Contact relationships: reading the evidence

Contacts tell you whether a rock was intruded or erupted, and its relative age.

The decisive test between a sill and a lava flow: a sill bakes the rock above and below and has chilled margins on both sides; a lava flow bakes only the rock beneath it (the rock above is younger and unbaked) and may have a weathered, vesicular or rubbly top.

Examples in context

The Whin Sill in northern England is a concordant dolerite sheet that bakes Carboniferous limestone above and below it, a classic teaching sill that Hadrian's Wall partly follows. Dartmoor and the Cornubian batholith show coarse granite emplaced deep in the crust, now exposed by erosion, with a metamorphic aureole around it. Giant's Causeway basalts show fine-grained flows with columnar cooling joints and weathered (bole) horizons between successive flows, distinguishing them from sills.

Try this

Q1. State the cooling history recorded by a porphyritic texture. [2 marks]

  • Cue. Slow cooling at depth grew the large phenocrysts, then rapid cooling froze the fine groundmass around them.

Q2. Distinguish a dyke from a sill in terms of their relationship to bedding. [2 marks]

  • Cue. A dyke cuts discordantly across bedding; a sill is concordant, intruded parallel to bedding.

Q3. Explain how a chilled margin and a baked contact establish the relative age of an intrusion. [2 marks]

  • Cue. The intrusion chilled against cold country rock and baked it, so the intrusion was hotter and therefore younger than the rock it cuts.

Exam-style practice questions

Practice questions written in the style of WJEC exam questions on this dot point, with worked answer explainers. The year tag is the paper they imitate, not the source.

WJEC Eduqas 20185 marksExplain how the texture of an igneous rock can be used to deduce its cooling history, referring to a porphyritic texture.
Show worked answer →

Link crystal size to cooling rate, because that is the principle being tested.

Slow cooling at depth gives crystals time to grow large, producing a coarse-grained (phaneritic) rock such as granite. Fast cooling at or near the surface gives little time, producing a fine-grained (aphanitic) rock such as basalt, and quenching can give a glass such as obsidian with no crystals at all.
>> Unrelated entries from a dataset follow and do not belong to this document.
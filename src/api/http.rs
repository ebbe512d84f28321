//! 基于 reqwest 的聊天 API 实现

use std::sync::Arc;
use std::time::Duration;

use async_trait::async_trait;
use reqwest::{Method, RequestBuilder, Response, StatusCode};
use serde::de::DeserializeOwned;
use tracing::{debug, warn};
use url::Url;

use super::{ChatApi, Page, StartConversation, UnreadCount};
use crate::auth::CredentialProvider;
use crate::config::RestConfig;
use crate::error::{ChatError, ChatResult};
use crate::model::{Conversation, ConversationId, Message, NewMessage};

/// HTTP 聊天 API
#[derive(Clone)]
pub struct HttpChatApi {
    http: reqwest::Client,
    base_url: Url,
    timeout: Duration,
    credentials: Arc<dyn CredentialProvider>,
}

impl HttpChatApi {
    pub fn new(
        http: reqwest::Client,
        config: &RestConfig,
        credentials: Arc<dyn CredentialProvider>,
    ) -> ChatResult<Self> {
        let base_url = config.api_root().map_err(|e| {
            ChatError::Config(format!("invalid rest.base_url {}: {e}", config.base_url))
        })?;
        Ok(Self {
            http,
            base_url,
            timeout: config.timeout(),
            credentials,
        })
    }

    fn endpoint(&self, path: &str) -> ChatResult<Url> {
        self.base_url
            .join(path)
            .map_err(|e| ChatError::Config(format!("invalid endpoint {path}: {e}")))
    }

    /// 带凭证发送请求；401 时刷新凭证并重试一次，仍为 401 则会话失效
    async fn send_authorized(
        &self,
        method: Method,
        url: Url,
        build: impl Fn(RequestBuilder) -> RequestBuilder + Send + Sync,
    ) -> ChatResult<Response> {
        let mut token = self.credentials.access_token().await?;
        let mut refreshed = false;

        loop {
            let request = self
                .http
                .request(method.clone(), url.clone())
                .bearer_auth(&token)
                .timeout(self.timeout);
            let response = build(request).send().await.map_err(|e| self.map_send_error(e))?;

            if response.status() != StatusCode::UNAUTHORIZED {
                return Ok(response);
            }
            if refreshed {
                warn!(url = %url, "Request rejected after token refresh");
                return Err(ChatError::session_expired("credentials rejected after refresh"));
            }

            debug!(url = %url, "Got 401, refreshing access token");
            token = self.credentials.refresh(&token).await?;
            refreshed = true;
        }
    }

    fn map_send_error(&self, err: reqwest::Error) -> ChatError {
        if err.is_timeout() {
            ChatError::Timeout(self.timeout)
        } else {
            ChatError::from(err)
        }
    }

    async fn read_json<T: DeserializeOwned>(&self, response: Response) -> ChatResult<T> {
        let response = error_for_status(response).await?;
        let bytes = response.bytes().await.map_err(|e| self.map_send_error(e))?;
        Ok(serde_json::from_slice(&bytes)?)
    }
}

/// 非 2xx 状态转为错误，403 视为授权错误
async fn error_for_status(response: Response) -> ChatResult<Response> {
    let status = response.status();
    if status.is_success() {
        return Ok(response);
    }
    let message = response.text().await.unwrap_or_default();
    if status == StatusCode::FORBIDDEN {
        return Err(ChatError::authorization(message));
    }
    Err(ChatError::Http {
        status: status.as_u16(),
        message,
    })
}

#[async_trait]
impl ChatApi for HttpChatApi {
    async fn list_conversations(&self) -> ChatResult<Vec<Conversation>> {
        let url = self.endpoint("chat/conversations/")?;
        let response = self.send_authorized(Method::GET, url, |r| r).await?;
        let page: Page<Conversation> = self.read_json(response).await?;
        Ok(page.into_items())
    }

    async fn list_messages(
        &self,
        conversation_id: ConversationId,
        page: Option<u32>,
    ) -> ChatResult<Vec<Message>> {
        let mut url = self.endpoint(&format!("chat/conversations/{conversation_id}/messages/"))?;
        if let Some(page) = page {
            url.query_pairs_mut().append_pair("page", &page.to_string());
        }
        let response = self.send_authorized(Method::GET, url, |r| r).await?;
        let page: Page<Message> = self.read_json(response).await?;
        let mut messages = page.into_items();
        // 后端按时间正序返回，这里保证稳定
        messages.sort_by_key(|m| m.timestamp);
        Ok(messages)
    }

    async fn create_message(&self, message: NewMessage) -> ChatResult<Message> {
        let url = self.endpoint("chat/messages/create/")?;
        let response = self
            .send_authorized(Method::POST, url, |r| r.json(&message))
            .await?;
        self.read_json(response).await
    }

    async fn start_conversation(&self, request: StartConversation) -> ChatResult<Conversation> {
        let url = self.endpoint("chat/conversations/start/")?;
        let response = self
            .send_authorized(Method::POST, url, |r| r.json(&request))
            .await?;

        match response.status() {
            StatusCode::CREATED => self.read_json(response).await,
            // 200 表示两人已有该商品的会话
            StatusCode::OK => {
                let existing: Conversation = self.read_json(response).await?;
                Err(ChatError::DuplicateConversation {
                    existing_id: existing.id,
                })
            }
            _ => self.read_json(response).await,
        }
    }

    async fn mark_read(&self, conversation_id: ConversationId) -> ChatResult<()> {
        let url = self.endpoint(&format!("chat/conversations/{conversation_id}/mark-read/"))?;
        let response = self.send_authorized(Method::POST, url, |r| r).await?;
        error_for_status(response).await?;
        Ok(())
    }

    async fn unread_count(&self) -> ChatResult<u64> {
        let url = self.endpoint("chat/messages/unread-count/")?;
        let response = self.send_authorized(Method::GET, url, |r| r).await?;
        let body: UnreadCount = self.read_json(response).await?;
        Ok(body.unread_count)
    }
}
use chrono::{DateTime, Utc};
use serde::{Deserialize, Serialize};

use super::{ConversationId, MessageId, User};

/// 服务端确认的消息记录
///
/// 同一结构同时用于历史分页、创建消息的响应和实时 `new-message` 事件。
#[derive(Debug, Clone, PartialEq, Serialize, Deserialize)]
pub struct Message {
    pub id: MessageId,
    /// 后端序列化器使用 `conversation`，实时事件使用 `conversation_id`
    #[serde(alias = "conversation")]
    pub conversation_id: ConversationId,
    pub sender: User,
    pub content: String,
    pub timestamp: DateTime<Utc>,
    #[serde(default)]
    pub is_read: bool,
    #[serde(default)]
    pub is_edited: bool,
}

/// 创建消息请求体（`POST chat/messages/create/`）
#[derive(Debug, Clone, PartialEq, Eq, Serialize)]
pub struct NewMessage {
    pub conversation: ConversationId,
    pub content: String,
}
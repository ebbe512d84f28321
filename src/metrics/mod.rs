//! # Prometheus 指标收集模块
//!
//! 聊天会话与实时通道的运行指标。

use once_cell::sync::Lazy;
use prometheus::{
    Encoder, Histogram, HistogramOpts, IntCounter, IntCounterVec, IntGauge, Opts, Registry,
    TextEncoder,
};

/// 全局指标注册表
pub static REGISTRY: Lazy<Registry> = Lazy::new(Registry::new);

/// 聊天客户端指标
#[derive(Clone)]
pub struct ChatMetrics {
    /// 成功发送（服务端确认）的消息数
    pub messages_sent_total: IntCounter,
    /// 发送失败并回滚的消息数
    pub send_failures_total: IntCounter,
    /// 入站事件，按处理结果分类（appended / reconciled / duplicate / ignored）
    pub inbound_events_total: IntCounterVec,
    /// 被丢弃的过期响应数
    pub stale_responses_total: IntCounter,
    /// 重连次数
    pub reconnects_total: IntCounter,
    /// 信箱已满被丢弃的事件数
    pub mailbox_dropped_total: IntCounter,
    /// 当前待确认消息数
    pub pending_messages: IntGauge,
    /// 历史消息加载耗时（秒）
    pub history_fetch_duration_seconds: Histogram,
}

impl ChatMetrics {
    /// 创建指标并注册到给定注册表
    pub fn new(registry: &Registry) -> Result<Self, prometheus::Error> {
        let messages_sent_total =
            IntCounter::new("chat_messages_sent_total", "Messages confirmed by the server")?;
        let send_failures_total =
            IntCounter::new("chat_send_failures_total", "Messages rolled back after a failed send")?;
        let inbound_events_total = IntCounterVec::new(
            Opts::new("chat_inbound_events_total", "Inbound realtime events by outcome"),
            &["outcome"],
        )?;
        let stale_responses_total = IntCounter::new(
            "chat_stale_responses_total",
            "Responses discarded because the conversation changed",
        )?;
        let reconnects_total =
            IntCounter::new("chat_reconnects_total", "Realtime connection re-establishments")?;
        let mailbox_dropped_total = IntCounter::new(
            "chat_mailbox_dropped_total",
            "Realtime events dropped because the session mailbox was full",
        )?;
        let pending_messages =
            IntGauge::new("chat_pending_messages", "Optimistic messages awaiting confirmation")?;
        let history_fetch_duration_seconds = Histogram::with_opts(
            HistogramOpts::new(
                "chat_history_fetch_duration_seconds",
                "History page fetch duration in seconds",
            )
            .buckets(vec![0.01, 0.05, 0.1, 0.25, 0.5, 1.0, 2.5, 5.0, 10.0]),
        )?;

        registry.register(Box::new(messages_sent_total.clone()))?;
        registry.register(Box::new(send_failures_total.clone()))?;
        registry.register(Box::new(inbound_events_total.clone()))?;
        registry.register(Box::new(stale_responses_total.clone()))?;
        registry.register(Box::new(reconnects_total.clone()))?;
        registry.register(Box::new(mailbox_dropped_total.clone()))?;
        registry.register(Box::new(pending_messages.clone()))?;
        registry.register(Box::new(history_fetch_duration_seconds.clone()))?;

        Ok(Self {
            messages_sent_total,
            send_failures_total,
            inbound_events_total,
            stale_responses_total,
            reconnects_total,
            mailbox_dropped_total,
            pending_messages,
            history_fetch_duration_seconds,
        })
    }

    /// 未注册的指标实例（测试与未启用指标的调用方使用）
    pub fn unregistered() -> Self {
        let registry = Registry::new();
        match Self::new(&registry) {
            Ok(metrics) => metrics,
            // 全新注册表上不会发生重复注册
            Err(err) => unreachable!("metric registration on an empty registry failed: {err}"),
        }
    }

    pub fn record_inbound(&self, outcome: &str) {
        self.inbound_events_total.with_label_values(&[outcome]).inc();
    }
}

impl Default for ChatMetrics {
    fn default() -> Self {
        Self::unregistered()
    }
}

/// 以文本格式导出注册表中的指标
pub fn render(registry: &Registry) -> Result<String, prometheus::Error> {
    let encoder = TextEncoder::new();
    let mut buffer = Vec::new();
    encoder.encode(&registry.gather(), &mut buffer)?;
    String::from_utf8(buffer).map_err(|e| prometheus::Error::Msg(e.to_string()))
}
A porphyritic texture records two stages of cooling. Large crystals (phenocrysts) grew slowly while the magma was still at depth; the magma then rose and cooled quickly, freezing the remaining liquid into a fine-grained groundmass around the phenocrysts.

So a porphyritic rock tells you the magma cooled slowly first and then rapidly, a two-stage history of storage at depth followed by ascent and eruption or shallow emplacement.

Markers reward large crystals meaning slow cooling, fine groundmass meaning fast cooling, and the two-stage interpretation of phenocrysts in a fine matrix.

WJEC Eduqas 20224 marksDescribe two features that would allow you to distinguish a sill from a lava flow in the field.
Show worked answer →

Give features that test whether the rock was intruded or erupted, because that is the distinction.

A sill is intrusive and concordant, so it bakes the rock both above and below it and may have a chilled (fine-grained) margin against both contacts. A lava flow is extrusive, so only the rock beneath it is baked; the rock above is younger and unbaked, and the top of the flow may be weathered, vesicular or show a baked soil (bole) beneath the next flow.

A sill also lacks the surface features of a flow, such as a vesicular or rubbly top, ropy or blocky surfaces, and it may include fragments (xenoliths) of the rock it intruded.

Markers reward baking on both sides plus chilled margins for the sill, baking only below plus a weathered or vesicular top for the flow.